**Work item:** Exactly as written, give back every record below.

**Task input:**
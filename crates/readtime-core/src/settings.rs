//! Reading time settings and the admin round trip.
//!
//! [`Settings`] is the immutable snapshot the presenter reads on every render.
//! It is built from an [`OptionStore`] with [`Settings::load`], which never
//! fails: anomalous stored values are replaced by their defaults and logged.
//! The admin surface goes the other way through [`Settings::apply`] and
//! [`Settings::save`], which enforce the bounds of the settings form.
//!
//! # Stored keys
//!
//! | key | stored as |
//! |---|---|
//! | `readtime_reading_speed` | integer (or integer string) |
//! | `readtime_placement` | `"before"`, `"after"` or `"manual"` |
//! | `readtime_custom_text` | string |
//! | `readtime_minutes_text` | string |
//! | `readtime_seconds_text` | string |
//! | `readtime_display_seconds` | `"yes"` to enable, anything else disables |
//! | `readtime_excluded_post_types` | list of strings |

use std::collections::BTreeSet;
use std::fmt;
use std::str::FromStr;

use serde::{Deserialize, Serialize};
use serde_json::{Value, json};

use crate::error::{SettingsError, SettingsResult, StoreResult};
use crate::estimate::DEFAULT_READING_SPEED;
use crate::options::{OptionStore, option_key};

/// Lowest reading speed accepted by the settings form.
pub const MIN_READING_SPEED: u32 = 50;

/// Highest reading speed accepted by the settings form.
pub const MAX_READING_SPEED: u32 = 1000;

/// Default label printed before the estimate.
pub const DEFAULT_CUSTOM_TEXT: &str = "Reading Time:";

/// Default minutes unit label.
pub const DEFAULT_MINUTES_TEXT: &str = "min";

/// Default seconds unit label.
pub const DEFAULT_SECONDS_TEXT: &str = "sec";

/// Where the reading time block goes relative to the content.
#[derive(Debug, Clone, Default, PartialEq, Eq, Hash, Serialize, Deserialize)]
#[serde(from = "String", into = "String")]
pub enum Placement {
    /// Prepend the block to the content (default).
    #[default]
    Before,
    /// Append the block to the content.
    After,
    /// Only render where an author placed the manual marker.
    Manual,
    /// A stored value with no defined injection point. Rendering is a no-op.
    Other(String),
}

**Answer to the exercise:**
filename crates/readtime-core/src/settings.rs
//! Reading time settings and the admin round trip.
//!
//! [`Settings`] is the immutable snapshot the presenter reads on every render.
//! It is built from an [`OptionStore`] with [`Settings::load`], which never
//! fails: anomalous stored values are replaced by their defaults and logged.
//! The admin surface goes the other way through [`Settings::apply`] and
//! [`Settings::save`], which enforce the bounds of the settings form.
//!
//! # Stored keys
//!
//! | key | stored as |
//! |---|---|
//! | `readtime_reading_speed` | integer (or integer string) |
//! | `readtime_placement` | `"before"`, `"after"` or `"manual"` |
//! | `readtime_custom_text` | string |
//! | `readtime_minutes_text` | string |
//! | `readtime_seconds_text` | string |
//! | `readtime_display_seconds` | `"yes"` to enable, anything else disables |
//! | `readtime_excluded_post_types` | list of strings |

use std::collections::BTreeSet;
use std::fmt;
use std::str::FromStr;

use serde::{Deserialize, Serialize};
use serde_json::{Value, json};

use crate::error::{SettingsError, SettingsResult, StoreResult};
use crate::estimate::DEFAULT_READING_SPEED;
use crate::options::{OptionStore, option_key};

/// Lowest reading speed accepted by the settings form.
pub const MIN_READING_SPEED: u32 = 50;

/// Highest reading speed accepted by the settings form.
pub const MAX_READING_SPEED: u32 = 1000;

/// Default label printed before the estimate.
pub const DEFAULT_CUSTOM_TEXT: &str = "Reading Time:";

/// Default minutes unit label.
pub const DEFAULT_MINUTES_TEXT: &str = "min";

/// Default seconds unit label.
pub const DEFAULT_SECONDS_TEXT: &str = "sec";

/// Where the reading time block goes relative to the content.
#[derive(Debug, Clone, Default, PartialEq, Eq, Hash, Serialize, Deserialize)]
#[serde(from = "String", into = "String")]
pub enum Placement {
    /// Prepend the block to the content (default).
    #[default]
    Before,
    /// Append the block to the content.
    After,
    /// Only render where an author placed the manual marker.
    Manual,
    /// A stored value with no defined injection point. Rendering is a no-op.
    Other(String),
}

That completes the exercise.